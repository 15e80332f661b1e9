/// Quality tier requested for a YouTube download. Unknown values map to
/// [`Quality::Best`].
#[derive(Debug, Clone, Copy, Default, PartialEq, Eq)]
pub enum Quality {
    #[default]
    Best,
    Audio,
    Uhd4k,
    Qhd2k,
    P1080,
    P720,
    P480,
}

impl Quality {
    pub fn parse(value: Option<&str>) -> Self {
        match value.map(str::trim).map(str::to_ascii_lowercase).as_deref() {
            Some("audio") => Self::Audio,
            Some("4k") => Self::Uhd4k,
            Some("2k") => Self::Qhd2k,
            Some("1080") => Self::P1080,
            Some("720") => Self::P720,
            Some("480") => Self::P480,
            _ => Self::Best,
        }
    }

    pub fn format_selector(self) -> &'static str {
        match self {
            Self::Best => "bestvideo[ext=mp4][vcodec^=avc1]+bestaudio[ext=m4a]/best[ext=mp4]/best",
            Self::Audio => "bestaudio[ext=m4a]/bestaudio/best",
            Self::Uhd4k => {
                "bestvideo[height<=2160][vcodec^=avc1][fps<=60]+bestaudio[ext=m4a]/best[height<=2160]/best"
            }
            Self::Qhd2k => {
                "bestvideo[height<=1440][vcodec^=avc1][fps<=60]+bestaudio[ext=m4a]/best[height<=1440]/best"
            }
            Self::P1080 => {
                "bestvideo[height<=1080][vcodec^=avc1][fps<=60]+bestaudio[ext=m4a]/best[height<=1080]/best"
            }
            Self::P720 => {
                "bestvideo[height<=720][vcodec^=avc1][fps<=60]+bestaudio[ext=m4a]/best[height<=720]/best"
            }
            Self::P480 => {
                "bestvideo[height<=480][vcodec^=avc1]+bestaudio[ext=m4a]/best[height<=480]/best"
            }
        }
    }

    /// Whether the selector may pick separate video and audio streams that
    /// need merging.
    pub fn merges_streams(self) -> bool {
        self.format_selector().contains('+')
    }
}
use std::{fmt::Display, time::Duration};

use serde::Deserialize;
use tokio::process::Command;
use tracing::{debug, info};

use crate::{advisory::advisory, config::Settings, engine::MediaEngine};

const LATEST_RELEASE_URL: &str = "https://api.github.com/repos/yt-dlp/yt-dlp/releases/latest";
const RELEASE_CHECK_TIMEOUT_SECONDS: u64 = 10;

#[derive(Debug, Deserialize)]
struct Release {
    tag_name: String,
}

#[derive(Debug, Clone, Copy, PartialEq, Eq)]
enum UpgradeOutcome {
    Skipped,
    AlreadyCurrent,
    NoCommand,
    CommandFailed,
    Upgraded,
}

/// Best-effort upgrade of the extraction engine before serving. Nothing in
/// here can stop the server from starting.
pub async fn upgrade_engine(engine: &dyn MediaEngine, settings: &Settings) {
    let outcome = run_upgrade(engine, settings, latest_release()).await;
    debug!("Engine upgrade finished: {outcome:?}");
}

async fn run_upgrade<E: Display>(
    engine: &dyn MediaEngine,
    settings: &Settings,
    latest_release: impl Future<Output = Result<String, E>>,
) -> UpgradeOutcome {
    if settings.skip_engine_upgrade {
        info!("Engine upgrade skipped by configuration");
        return UpgradeOutcome::Skipped;
    }

    let current = advisory("reading yt-dlp version", engine.version().await);
    if let Some(version) = &current {
        info!("Current yt-dlp version: {version}");
    }

    let latest = advisory("checking latest yt-dlp release", latest_release.await);
    if let (Some(current), Some(latest)) = (&current, &latest)
        && is_current(current, latest)
    {
        info!("yt-dlp is already up to date");
        return UpgradeOutcome::AlreadyCurrent;
    }

    let Some((program, args)) = settings.upgrade_command.split_first() else {
        info!("No engine upgrade command configured");
        return UpgradeOutcome::NoCommand;
    };

    info!("Upgrading yt-dlp with `{}`", settings.upgrade_command.join(" "));
    let status = advisory(
        "yt-dlp upgrade",
        Command::new(program)
            .args(args)
            .kill_on_drop(true)
            .status()
            .await
            .map_err(|error| error.to_string())
            .and_then(|status| {
                if status.success() {
                    Ok(status)
                } else {
                    Err(format!("upgrade command exited with {status}"))
                }
            }),
    );
    if status.is_none() {
        info!("Trying to continue with current version...");
        return UpgradeOutcome::CommandFailed;
    }

    let updated = advisory("reading yt-dlp version", engine.version().await);
    match (current, updated) {
        (Some(before), Some(after)) if before != after => {
            info!("Updated yt-dlp from {before} to {after}");
        }
        (Some(_), Some(_)) => info!("yt-dlp is already up to date"),
        (None, Some(after)) => info!("yt-dlp version after upgrade: {after}"),
        _ => {}
    }
    UpgradeOutcome::Upgraded
}

async fn latest_release() -> Result<String, reqwest::Error> {
    let client = reqwest::Client::builder()
        .timeout(Duration::from_secs(RELEASE_CHECK_TIMEOUT_SECONDS))
        .user_agent(concat!(env!("CARGO_PKG_NAME"), "/", env!("CARGO_PKG_VERSION")))
        .build()?;

    let release = client
        .get(LATEST_RELEASE_URL)
        .send()
        .await?
        .error_for_status()?
        .json::<Release>()
        .await?;

    Ok(release.tag_name)
}

fn is_current(installed: &str, latest_tag: &str) -> bool {
    installed.trim() == latest_tag.trim().trim_start_matches('v')
}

::::::

**WHAT TO DO**
Nothing but a number is expected: how many lines in the data above hold the word "reqwest".

**SOLUTION**
2